A questão é que comecei a lembrar quando era aí por volta
do início dos anos 1960, na ainda acanhada Manaus, onde motel não existia e
você, se tivesse uma companheira e não quisesse ir ao motel calango, nem tinha
outro lugar para levar, o jeito era encarar casas de algumas mulheres que
alugavam quartos.
Imagine a situação da
minha lembrança de 50 anos passados. Era complicado um casal ir para o clima ouvindo os ruídos e
outros sons comuns nesses casos. Não sei se você já passou por isso, mas
naquele tempo, apesar de trabalhar, a grana não era tanta e muitas garotas não
queriam ir para um quarto num ambiente em que, como se dizia antigamente, não
era lugar para moça. Em Manaus onde era fácil encontrar quarto desocupado, numa
rua bem central, mulher que entrasse naquela área proibida ficava mal falada.
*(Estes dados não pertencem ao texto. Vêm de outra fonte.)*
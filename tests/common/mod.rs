//! Shared fixtures for integration tests.
//!
//! [`FakeToolkit`] stands in for ffprobe/ffmpeg so session and frame tests
//! run without external binaries, and [`TestServer`] is a minimal HTTP/1.1
//! server for download tests.

#![allow(dead_code)]

use std::fs;
use std::io::{BufRead, BufReader, Write};
use std::net::{TcpListener, TcpStream};
use std::path::{Path, PathBuf};
use std::sync::atomic::{AtomicUsize, Ordering};
use std::sync::{Arc, Mutex};
use std::thread;
use std::time::Duration;

use chrono::Local;
use playhead::{FrameOptions, MediaToolkit, PlayheadError, VideoMetadata};

// ── Fake media toolkit ─────────────────────────────────────────────

/// Probes return fixed metadata; extraction writes a small placeholder file.
pub struct FakeToolkit {
    pub duration_seconds: f64,
    pub frame_rate: f64,
    pub width: u32,
    pub height: u32,
    pub probe_calls: AtomicUsize,
    pub extractions: Mutex<Vec<(PathBuf, f64, FrameOptions)>>,
}

impl FakeToolkit {
    pub fn new(duration_seconds: f64, frame_rate: f64) -> Self {
        Self {
            duration_seconds,
            frame_rate,
            width: 1920,
            height: 1080,
            probe_calls: AtomicUsize::new(0),
            extractions: Mutex::new(Vec::new()),
        }
    }

    pub fn probe_count(&self) -> usize {
        self.probe_calls.load(Ordering::SeqCst)
    }

    pub fn extracted_timestamps(&self) -> Vec<f64> {
        self.extractions
            .lock()
            .unwrap()
            .iter()
            .map(|(_, timestamp, _)| *timestamp)
            .collect()
    }
}

impl MediaToolkit for FakeToolkit {
    fn probe(&self, path: &Path) -> Result<VideoMetadata, PlayheadError> {
        self.probe_calls.fetch_add(1, Ordering::SeqCst);
        if path.to_string_lossy().contains("missing") {
            return Err(PlayheadError::ProbeFailed {
                path: path.to_path_buf(),
                reason: "No such file or directory".to_string(),
            });
        }
        Ok(VideoMetadata {
            path: path.to_path_buf(),
            duration_seconds: self.duration_seconds,
            frame_rate: self.frame_rate,
            width: self.width,
            height: self.height,
            video_codec: "h264".to_string(),
            audio_codec: Some("aac".to_string()),
            video_bitrate: 4_000_000,
            audio_bitrate: 128_000,
            file_size_bytes: fs::metadata(path).map(|m| m.len()).unwrap_or(0),
            format: "mov,mp4,m4a,3gp,3g2,mj2".to_string(),
            extracted_at: Local::now(),
        })
    }

    fn extract_frame(
        &self,
        path: &Path,
        timestamp_seconds: f64,
        output: &Path,
        options: &FrameOptions,
    ) -> Result<(), PlayheadError> {
        if let Some(parent) = output.parent() {
            fs::create_dir_all(parent)?;
        }
        fs::write(output, b"not really an image")?;
        self.extractions
            .lock()
            .unwrap()
            .push((path.to_path_buf(), timestamp_seconds, *options));
        Ok(())
    }
}

// ── HTTP fixture server ────────────────────────────────────────────

#[derive(Debug, Clone, Copy, PartialEq, Eq)]
pub enum RangeSupport {
    /// Honour `Range: bytes=N-` with 206.
    Honoured,
    /// Always answer 200 with the full body.
    Ignored,
    /// Always answer 404.
    NotFound,
    /// Honour ranges, but a full-body answer advertises the whole length and
    /// closes the connection after this many body bytes.
    DropsAfter(usize),
    /// Answer 200 with the full body, written in `chunk`-byte pieces with a
    /// pause of `pause_ms` between them.
    Trickle { chunk: usize, pause_ms: u64 },
}

/// Serves one body at every path until the test process exits.
pub struct TestServer {
    pub url: String,
    pub range_headers: Arc<Mutex<Vec<Option<String>>>>,
}

impl TestServer {
    pub fn start(body: Vec<u8>, support: RangeSupport) -> Self {
        let listener = TcpListener::bind("127.0.0.1:0").unwrap();
        let url = format!("http://{}/video.mp4", listener.local_addr().unwrap());
        let range_headers = Arc::new(Mutex::new(Vec::new()));

        let body = Arc::new(body);
        let seen = Arc::clone(&range_headers);
        thread::spawn(move || {
            for stream in listener.incoming() {
                let Ok(stream) = stream else { continue };
                let body = Arc::clone(&body);
                let seen = Arc::clone(&seen);
                thread::spawn(move || serve(stream, &body, support, &seen));
            }
        });

        Self { url, range_headers }
    }

    pub fn requests(&self) -> Vec<Option<String>> {
        self.range_headers.lock().unwrap().clone()
    }
}

fn serve(
    mut stream: TcpStream,
    body: &[u8],
    support: RangeSupport,
    seen: &Mutex<Vec<Option<String>>>,
) {
    let mut reader = BufReader::new(stream.try_clone().unwrap());
    let mut range = None;
    loop {
        let mut line = String::new();
        if reader.read_line(&mut line).unwrap_or(0) == 0 {
            return;
        }
        let line = line.trim_end();
        if line.is_empty() {
            break;
        }
        if let Some((name, value)) = line.split_once(':') {
            if name.trim().eq_ignore_ascii_case("range") {
                range = Some(value.trim().to_string());
            }
        }
    }
    seen.lock().unwrap().push(range.clone());

    let offset = range
        .as_deref()
        .and_then(|value| value.strip_prefix("bytes="))
        .and_then(|value| value.trim_end_matches('-').parse::<usize>().ok());

    let (head, payload): (String, &[u8]) = match (support, offset) {
        (RangeSupport::NotFound, _) => (
            "HTTP/1.1 404 Not Found\r\nContent-Length: 0\r\nConnection: close\r\n\r\n".to_string(),
            &[],
        ),
        (RangeSupport::Honoured | RangeSupport::DropsAfter(_), Some(start))
            if start < body.len() =>
        {
            let tail = &body[start..];
            let head = format!(
                "HTTP/1.1 206 Partial Content\r\nContent-Length: {}\r\nContent-Range: bytes {}-{}/{}\r\nConnection: close\r\n\r\n",
                tail.len(),
                start,
                body.len() - 1,
                body.len()
            );
            (head, tail)
        }
        _ => {
            let head = format!(
                "HTTP/1.1 200 OK\r\nContent-Length: {}\r\nConnection: close\r\n\r\n",
                body.len()
            );
            (head, body)
        }
    };

    let _ = stream.write_all(head.as_bytes());
    match support {
        RangeSupport::DropsAfter(limit) if offset.is_none() => {
            let _ = stream.write_all(&payload[..limit.min(payload.len())]);
        }
        RangeSupport::Trickle { chunk, pause_ms } => {
            for piece in payload.chunks(chunk.max(1)) {
                let _ = stream.write_all(piece);
                let _ = stream.flush();
                thread::sleep(Duration::from_millis(pause_ms));
            }
        }
        _ => {
            let _ = stream.write_all(payload);
        }
    }
    let _ = stream.flush();
}

/// Deterministic body of `len` bytes.
pub fn sample_body(len: usize) -> Vec<u8> {
    (0..len).map(|index| (index % 251) as u8).collect()
}
//! Internal utility functions.
//!
//! Helpers for time/size formatting, frame-rate parsing, and timestamp to
//! frame conversion that do not belong in any single public module.

/// Format seconds as `HH:MM:SS`, truncating fractional seconds.
pub fn format_hms(seconds: f64) -> String {
    let seconds = if seconds.is_finite() { seconds.max(0.0) } else { 0.0 };
    let hours = (seconds / 3600.0) as u64;
    let minutes = ((seconds % 3600.0) / 60.0) as u64;
    let secs = (seconds % 60.0) as u64;
    format!("{hours:02}:{minutes:02}:{secs:02}")
}

/// Format seconds as `HH:MM:SS.mmm`.
pub fn format_hms_millis(seconds: f64) -> String {
    let seconds = if seconds.is_finite() { seconds.max(0.0) } else { 0.0 };
    let hours = (seconds / 3600.0) as u64;
    let minutes = ((seconds % 3600.0) / 60.0) as u64;
    let secs = seconds % 60.0;
    format!("{hours:02}:{minutes:02}:{secs:06.3}")
}

/// Human-readable size with one decimal place, in binary units.
pub fn format_file_size(bytes: u64) -> String {
    const KIB: f64 = 1024.0;
    const MIB: f64 = KIB * 1024.0;
    const GIB: f64 = MIB * 1024.0;

    let value = bytes as f64;
    if value < KIB {
        format!("{bytes} B")
    } else if value < MIB {
        format!("{:.1} KB", value / KIB)
    } else if value < GIB {
        format!("{:.1} MB", value / MIB)
    } else {
        format!("{:.1} GB", value / GIB)
    }
}

/// Convert a timestamp to a frame index, rounding to the nearest frame.
///
/// Returns 0 when either input is not positive.
pub fn timestamp_to_frame_number(seconds: f64, frames_per_second: f64) -> u64 {
    if frames_per_second <= 0.0 || seconds <= 0.0 || !seconds.is_finite() {
        return 0;
    }
    (seconds * frames_per_second).round() as u64
}

/// Map a 1–100 quality to ffmpeg's `-q:v` scale (1 best, 31 worst).
pub fn native_jpeg_quality(quality: u8) -> u8 {
    let quality = i32::from(quality);
    (31 - quality * 30 / 100).clamp(1, 31) as u8
}

/// Parse an ffprobe rational such as `"30000/1001"` or a plain number.
///
/// `"0/0"` and unparsable values yield `None`.
pub fn parse_rational(value: &str) -> Option<f64> {
    let value = value.trim();
    let parsed = match value.split_once('/') {
        Some((numerator, denominator)) => {
            let numerator = numerator.trim().parse::<f64>().ok()?;
            let denominator = denominator.trim().parse::<f64>().ok()?;
            if denominator == 0.0 {
                return None;
            }
            numerator / denominator
        }
        None => value.parse::<f64>().ok()?,
    };
    (parsed.is_finite() && parsed > 0.0).then_some(parsed)
}
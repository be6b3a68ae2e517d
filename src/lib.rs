//! # playhead
//!
//! Download videos, read their metadata, pull still frames out of them, and
//! simulate playback sessions over them.
//!
//! `playhead` has no codec or container logic of its own. Metadata comes
//! from `ffprobe`, frames are written by `ffmpeg`, and downloads are plain
//! HTTP with `Range` resume. What the crate adds is the orchestration:
//! resumable chunked transfers with throttled progress, a metadata cache,
//! and a clock that moves playback trackers forward.
//!
//! ## Quick Start
//!
//! ### Download with Resume
//!
//! ```no_run
//! use playhead::{DownloadRequest, HttpDownloader, VideoDownloader};
//!
//! let request = DownloadRequest::new("https://example.com/video.mp4", "video.mp4").unwrap();
//! let bytes = HttpDownloader::default().download(&request).unwrap();
//! ```
//!
//! ### Extract a Frame
//!
//! ```no_run
//! use std::sync::Arc;
//!
//! use playhead::{FfmpegToolkit, FrameExtractor};
//!
//! let extractor = FrameExtractor::new(Arc::new(FfmpegToolkit::default()));
//! let frame = extractor
//!     .frame_at("video.mp4".as_ref(), 42.0, "frame.jpg".as_ref())
//!     .unwrap();
//! println!("{}x{} frame #{}", frame.width, frame.height, frame.frame_number);
//! ```
//!
//! ### Simulated Playback
//!
//! ```no_run
//! use playhead::SessionManager;
//!
//! let manager = SessionManager::with_defaults().unwrap();
//! let session = manager.start_session("video.mp4".as_ref()).unwrap();
//! std::thread::sleep(std::time::Duration::from_secs(3));
//!
//! let now = manager.progress(session.video_id()).unwrap();
//! println!("{} / {}", now.formatted_current_time(), now.formatted_duration());
//! ```
//!
//! ## Features
//!
//! - **Resumable downloads**: `Range: bytes=N-` continuation, detection of
//!   servers that ignore it, throttled progress with a final 100 % report
//! - **Metadata**: duration, frame rate, resolution, codecs, and bit rates
//!   from `ffprobe` JSON, cached per file until its size changes
//! - **Frames**: single frames, fixed intervals, thumbnails, evenly spaced
//!   previews, and summaries
//! - **Playback sessions**: per-video trackers with seek, pause, resume, and
//!   a periodic clock, plus listener callbacks
//! - **Validation**: reports on files that cannot drive a session
//! - **Progress & cancellation**: `ProgressCallback` and `CancellationToken`
//!
//! ### Optional Features
//!
//! | Feature | Description |
//! |---------|-------------|
//! | `async` | `download_async` returning a `DownloadFuture` |
//! | `full` | Enables all of the above |
//!
//! ## Requirements
//!
//! `ffmpeg` and `ffprobe` must be on `PATH`, or pointed to by the
//! `PLAYHEAD_FFMPEG` and `PLAYHEAD_FFPROBE` environment variables.

pub mod config;
pub mod download;
pub mod error;
pub mod ffmpeg;
pub mod frames;
pub mod metadata;
pub mod playback;
pub mod probe;
pub mod progress;
pub mod session;
#[cfg(feature = "async")]
pub mod stream;
pub mod thumbnail;
mod utilities;
pub mod validation;

pub use config::{DownloadOptions, FrameOptions, ImageFormat, SessionOptions, ToolOptions};
pub use download::{DownloadRequest, DownloadRequestBuilder, HttpDownloader, VideoDownloader};
pub use error::{ErrorKind, PlayheadError};
pub use ffmpeg::{FfmpegToolkit, MediaToolkit};
pub use frames::FrameExtractor;
pub use metadata::{VideoFrame, VideoMetadata};
pub use playback::{TickOutcome, VideoId, VideoProgress};
pub use probe::MetadataCache;
pub use progress::{CancellationToken, OperationType, ProgressCallback, ProgressInfo};
pub use session::{DownloadProgress, PlaybackListener, SessionManager};
#[cfg(feature = "async")]
pub use stream::{DownloadFuture, download_async};
pub use thumbnail::{ThumbnailHandle, VideoSummary};
pub use validation::{ValidationReport, validate_metadata};
//! External tool facade.
//!
//! Everything that touches video content goes through the [`MediaToolkit`]
//! trait. [`FfmpegToolkit`] implements it by running `ffprobe` (JSON output)
//! for metadata and `ffmpeg` for single-frame extraction. Each invocation is
//! bounded by [`ToolOptions::timeout`]; a child that runs longer is killed.
//!
//! # Example
//!
//! ```no_run
//! use std::path::Path;
//!
//! use playhead::{FfmpegToolkit, FrameOptions, MediaToolkit, ToolOptions};
//!
//! let toolkit = FfmpegToolkit::new(ToolOptions::from_env());
//! let metadata = toolkit.probe(Path::new("input.mp4"))?;
//! toolkit.extract_frame(
//!     Path::new("input.mp4"),
//!     metadata.duration_seconds / 2.0,
//!     Path::new("middle.jpg"),
//!     &FrameOptions::default(),
//! )?;
//! # Ok::<(), playhead::PlayheadError>(())
//! ```

use std::ffi::OsString;
use std::fs;
use std::io::{ErrorKind as IoErrorKind, Read};
use std::path::Path;
use std::process::{Command, ExitStatus, Stdio};
use std::thread;
use std::time::{Duration, Instant};

use chrono::Local;
use serde::Deserialize;

use crate::config::{FrameOptions, ImageFormat, ToolOptions};
use crate::error::PlayheadError;
use crate::metadata::VideoMetadata;
use crate::utilities;

const POLL_INTERVAL: Duration = Duration::from_millis(20);

/// The external collaborator that reads metadata and writes frame images.
///
/// Implementations block the calling thread for the duration of the tool
/// invocation.
pub trait MediaToolkit: Send + Sync {
    /// Read duration, frame rate, resolution, codecs, and bit rates.
    ///
    /// # Errors
    ///
    /// [`PlayheadError::ProbeFailed`] when the file cannot be read and
    /// [`PlayheadError::NoVideoStream`] when it has no video stream.
    fn probe(&self, path: &Path) -> Result<VideoMetadata, PlayheadError>;

    /// Write exactly one image of the frame at `timestamp_seconds` to
    /// `output`.
    ///
    /// # Errors
    ///
    /// [`PlayheadError::ExtractionFailed`] when no image was produced.
    fn extract_frame(
        &self,
        path: &Path,
        timestamp_seconds: f64,
        output: &Path,
        options: &FrameOptions,
    ) -> Result<(), PlayheadError>;
}

/// [`MediaToolkit`] backed by the `ffprobe` and `ffmpeg` binaries.
#[derive(Debug, Clone, Default)]
pub struct FfmpegToolkit {
    options: ToolOptions,
}

impl FfmpegToolkit {
    /// Create a toolkit using the given binaries and timeout.
    pub fn new(options: ToolOptions) -> Self {
        Self { options }
    }

    /// Configured binaries and timeout.
    pub fn options(&self) -> &ToolOptions {
        &self.options
    }
}

impl MediaToolkit for FfmpegToolkit {
    fn probe(&self, path: &Path) -> Result<VideoMetadata, PlayheadError> {
        let file_size_bytes = fs::metadata(path)
            .map_err(|error| PlayheadError::ProbeFailed {
                path: path.to_path_buf(),
                reason: error.to_string(),
            })?
            .len();

        log::debug!("Probing {}", path.display());
        let args = probe_command_args(path);
        let output = run_tool(&self.options.ffprobe, &args, self.options.timeout)?;
        if !output.status.success() {
            return Err(PlayheadError::ProbeFailed {
                path: path.to_path_buf(),
                reason: failure_reason(&output),
            });
        }

        let json = String::from_utf8_lossy(&output.stdout);
        metadata_from_probe_json(path, &json, file_size_bytes)
    }

    fn extract_frame(
        &self,
        path: &Path,
        timestamp_seconds: f64,
        output: &Path,
        options: &FrameOptions,
    ) -> Result<(), PlayheadError> {
        if let Some(parent) = output.parent().filter(|p| !p.as_os_str().is_empty()) {
            fs::create_dir_all(parent)?;
        }

        log::debug!(
            "Extracting frame at {:.3}s from {} to {} (format={}, quality={})",
            timestamp_seconds,
            path.display(),
            output.display(),
            options.format,
            options.quality
        );

        let args = frame_command_args(path, timestamp_seconds, output, options);
        let result = run_tool(&self.options.ffmpeg, &args, self.options.timeout)?;
        if !result.status.success() {
            return Err(PlayheadError::ExtractionFailed {
                path: path.to_path_buf(),
                reason: failure_reason(&result),
            });
        }

        // ffmpeg exits cleanly without writing anything when seeking past the end.
        match fs::metadata(output) {
            Ok(metadata) if metadata.len() > 0 => Ok(()),
            _ => Err(PlayheadError::ExtractionFailed {
                path: path.to_path_buf(),
                reason: format!("no image written at {timestamp_seconds:.3}s"),
            }),
        }
    }
}

/// Arguments passed to `ffprobe` for `path`.
pub fn probe_command_args(path: &Path) -> Vec<OsString> {
    let mut args: Vec<OsString> = [
        "-v",
        "error",
        "-print_format",
        "json",
        "-show_format",
        "-show_streams",
    ]
    .into_iter()
    .map(OsString::from)
    .collect();
    args.push(path.as_os_str().to_os_string());
    args
}

/// Arguments passed to `ffmpeg` to write one frame.
///
/// Seeking happens before `-i` so ffmpeg jumps to the nearest keyframe
/// instead of decoding from the start. JPEG output carries `-q:v` mapped
/// from the 1–100 quality.
pub fn frame_command_args(
    path: &Path,
    timestamp_seconds: f64,
    output: &Path,
    options: &FrameOptions,
) -> Vec<OsString> {
    let mut args: Vec<OsString> = Vec::with_capacity(16);
    for arg in ["-v", "error", "-y", "-ss"] {
        args.push(arg.into());
    }
    args.push(format!("{:.3}", timestamp_seconds.max(0.0)).into());
    args.push("-i".into());
    args.push(path.as_os_str().to_os_string());
    for arg in ["-frames:v", "1", "-c:v", encoder_name(options.format)] {
        args.push(arg.into());
    }
    if options.format == ImageFormat::Jpeg {
        args.push("-q:v".into());
        args.push(options.native_quality().to_string().into());
    }
    args.push("-f".into());
    args.push("image2".into());
    args.push(output.as_os_str().to_os_string());
    args
}

fn encoder_name(format: ImageFormat) -> &'static str {
    match format {
        ImageFormat::Jpeg => "mjpeg",
        ImageFormat::Png => "png",
        ImageFormat::Bmp => "bmp",
        ImageFormat::WebP => "libwebp",
    }
}

#[derive(Debug, Deserialize)]
struct ProbeOutput {
    #[serde(default)]
    streams: Vec<ProbeStream>,
    format: Option<ProbeFormat>,
}

#[derive(Debug, Deserialize)]
struct ProbeStream {
    codec_type: Option<String>,
    codec_name: Option<String>,
    width: Option<u32>,
    height: Option<u32>,
    r_frame_rate: Option<String>,
    avg_frame_rate: Option<String>,
    bit_rate: Option<String>,
    duration: Option<String>,
}

#[derive(Debug, Deserialize)]
struct ProbeFormat {
    format_name: Option<String>,
    duration: Option<String>,
}

/// Build [`VideoMetadata`] from `ffprobe -print_format json` output.
///
/// Uses the first video stream and the first audio stream. Frame rate comes
/// from `r_frame_rate`, falling back to `avg_frame_rate`; duration comes from
/// the container, falling back to the video stream.
///
/// # Errors
///
/// [`PlayheadError::ProbeOutput`] for malformed JSON and
/// [`PlayheadError::NoVideoStream`] when no video stream is listed.
pub fn metadata_from_probe_json(
    path: &Path,
    json: &str,
    file_size_bytes: u64,
) -> Result<VideoMetadata, PlayheadError> {
    let probe: ProbeOutput = serde_json::from_str(json)?;

    let video = probe
        .streams
        .iter()
        .find(|stream| stream.codec_type.as_deref() == Some("video"))
        .ok_or_else(|| PlayheadError::NoVideoStream {
            path: path.to_path_buf(),
        })?;
    let audio = probe
        .streams
        .iter()
        .find(|stream| stream.codec_type.as_deref() == Some("audio"));

    let frame_rate = video
        .r_frame_rate
        .as_deref()
        .and_then(utilities::parse_rational)
        .or_else(|| video.avg_frame_rate.as_deref().and_then(utilities::parse_rational))
        .unwrap_or(0.0);

    let duration_seconds = probe
        .format
        .as_ref()
        .and_then(|format| parse_seconds(format.duration.as_deref()))
        .or_else(|| parse_seconds(video.duration.as_deref()))
        .unwrap_or(0.0);

    Ok(VideoMetadata {
        path: path.to_path_buf(),
        duration_seconds,
        frame_rate,
        width: video.width.unwrap_or(0),
        height: video.height.unwrap_or(0),
        video_codec: video.codec_name.clone().unwrap_or_default(),
        audio_codec: audio.and_then(|stream| stream.codec_name.clone()),
        video_bitrate: parse_bitrate(video.bit_rate.as_deref()),
        audio_bitrate: audio
            .map(|stream| parse_bitrate(stream.bit_rate.as_deref()))
            .unwrap_or(0),
        file_size_bytes,
        format: probe
            .format
            .and_then(|format| format.format_name)
            .unwrap_or_default(),
        extracted_at: Local::now(),
    })
}

fn parse_seconds(value: Option<&str>) -> Option<f64> {
    value
        .and_then(|value| value.trim().parse::<f64>().ok())
        .filter(|seconds| seconds.is_finite() && *seconds >= 0.0)
}

fn parse_bitrate(value: Option<&str>) -> u64 {
    value
        .and_then(|value| value.trim().parse::<u64>().ok())
        .unwrap_or(0)
}

struct ToolOutput {
    status: ExitStatus,
    stdout: Vec<u8>,
    stderr: Vec<u8>,
}

fn failure_reason(output: &ToolOutput) -> String {
    let stderr = String::from_utf8_lossy(&output.stderr);
    let stderr = stderr.trim();
    if stderr.is_empty() {
        format!("exited with {}", output.status)
    } else {
        stderr.to_string()
    }
}

/// Run `program` to completion, killing it once `timeout` elapses.
///
/// Both pipes are drained on helper threads so a chatty child cannot block
/// on a full pipe while we wait for it.
fn run_tool(
    program: &Path,
    args: &[OsString],
    timeout: Duration,
) -> Result<ToolOutput, PlayheadError> {
    let tool = program.display().to_string();
    let mut child = Command::new(program)
        .args(args)
        .stdin(Stdio::null())
        .stdout(Stdio::piped())
        .stderr(Stdio::piped())
        .spawn()
        .map_err(|error| match error.kind() {
            IoErrorKind::NotFound => PlayheadError::ToolNotFound { tool: tool.clone() },
            _ => PlayheadError::IoError(error),
        })?;

    let stdout = child.stdout.take().map(drain);
    let stderr = child.stderr.take().map(drain);

    let deadline = Instant::now() + timeout;
    let status = loop {
        if let Some(status) = child.try_wait()? {
            break status;
        }
        if Instant::now() >= deadline {
            log::warn!("{tool} exceeded {timeout:?}; killing it");
            // The child may exit between try_wait and kill.
            let _ = child.kill();
            let _ = child.wait();
            return Err(PlayheadError::ToolTimeout { tool, timeout });
        }
        thread::sleep(POLL_INTERVAL);
    };

    Ok(ToolOutput {
        status,
        stdout: stdout.map(collect).unwrap_or_default(),
        stderr: stderr.map(collect).unwrap_or_default(),
    })
}

fn drain<R: Read + Send + 'static>(mut pipe: R) -> thread::JoinHandle<Vec<u8>> {
    thread::spawn(move || {
        let mut buffer = Vec::new();
        let _ = pipe.read_to_end(&mut buffer);
        buffer
    })
}

fn collect(handle: thread::JoinHandle<Vec<u8>>) -> Vec<u8> {
    handle.join().unwrap_or_default()
}
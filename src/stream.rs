//! Async downloads.
//!
//! [`download_async`] runs a blocking [`VideoDownloader`] on Tokio's
//! blocking pool and hands back a [`DownloadFuture`], so a transfer can be
//! awaited without stalling the async runtime.
//!
//! # Example
//!
//! ```no_run
//! use std::sync::Arc;
//!
//! use playhead::{DownloadRequest, HttpDownloader, PlayheadError, download_async};
//!
//! # async fn example() -> Result<(), PlayheadError> {
//! let request = DownloadRequest::new("https://example.com/video.mp4", "video.mp4")?;
//! let bytes = download_async(Arc::new(HttpDownloader::default()), request).await?;
//! println!("{bytes} bytes on disk");
//! # Ok(())
//! # }
//! ```

use std::future::Future;
use std::pin::Pin;
use std::sync::Arc;
use std::task::{Context, Poll};

use tokio::task::JoinHandle;

use crate::download::{DownloadRequest, VideoDownloader};
use crate::error::PlayheadError;

/// A future that resolves to the number of bytes on disk once a download
/// finishes.
///
/// The transfer itself runs on a blocking thread; dropping the future does
/// not stop it. Use a [`CancellationToken`](crate::CancellationToken) in the
/// downloader's options for that.
pub struct DownloadFuture {
    handle: JoinHandle<Result<u64, PlayheadError>>,
}

impl Future for DownloadFuture {
    type Output = Result<u64, PlayheadError>;

    fn poll(mut self: Pin<&mut Self>, cx: &mut Context<'_>) -> Poll<Self::Output> {
        Pin::new(&mut self.handle).poll(cx).map(|joined| {
            joined.unwrap_or_else(|error| {
                if error.is_cancelled() {
                    Err(PlayheadError::Cancelled)
                } else {
                    Err(PlayheadError::Transport(format!("download task failed: {error}")))
                }
            })
        })
    }
}

/// Start `request` on Tokio's blocking pool.
///
/// Must be called from within a Tokio runtime.
pub fn download_async(
    downloader: Arc<dyn VideoDownloader>,
    request: DownloadRequest,
) -> DownloadFuture {
    log::debug!("Spawning async download of {}", request.url());
    let handle = tokio::task::spawn_blocking(move || downloader.download(&request));
    DownloadFuture { handle }
}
Nos dias de segunda a quinta-feira, nos cubículos da
madame, sempre se chegava e encontrava vaga. Às vezes a demora era apenas para
que a madame virasse o colchão e trocasse a água da bacia onipresente em lugar
estratégico ao lado da cama.
Mas se era de sexta a domingo, dias em que a lotação sempre
estava mais que esgotada, antes de receber da madame a ansiada autorização para
entrar num dos quartos, o jeito era aguardar, numa sala apertada, cada casal
encolhido num canto enquanto esperava a vez, um olhando para a cara do outro.
Imagine a cena!
E quando chegava sua
vez eram apenas 20 minutos. Não tinha jeito, e o jeito era logo partir para os
finalmente. Naquela condição o jeito era aplicar aquela máxima atribuída aos
ingleses, de que time is time. Quando dava 20 minutos a madame batia na
porta com força, danem-se que os casais ficassem atrapalhados: Seu tempo acabou! Saia que tem
gente esperando! E se
tivesse gente esperando mesmo não adiantava tentar ficar mais 20 minutos,
porque ela mandava você entrar na fila de novo.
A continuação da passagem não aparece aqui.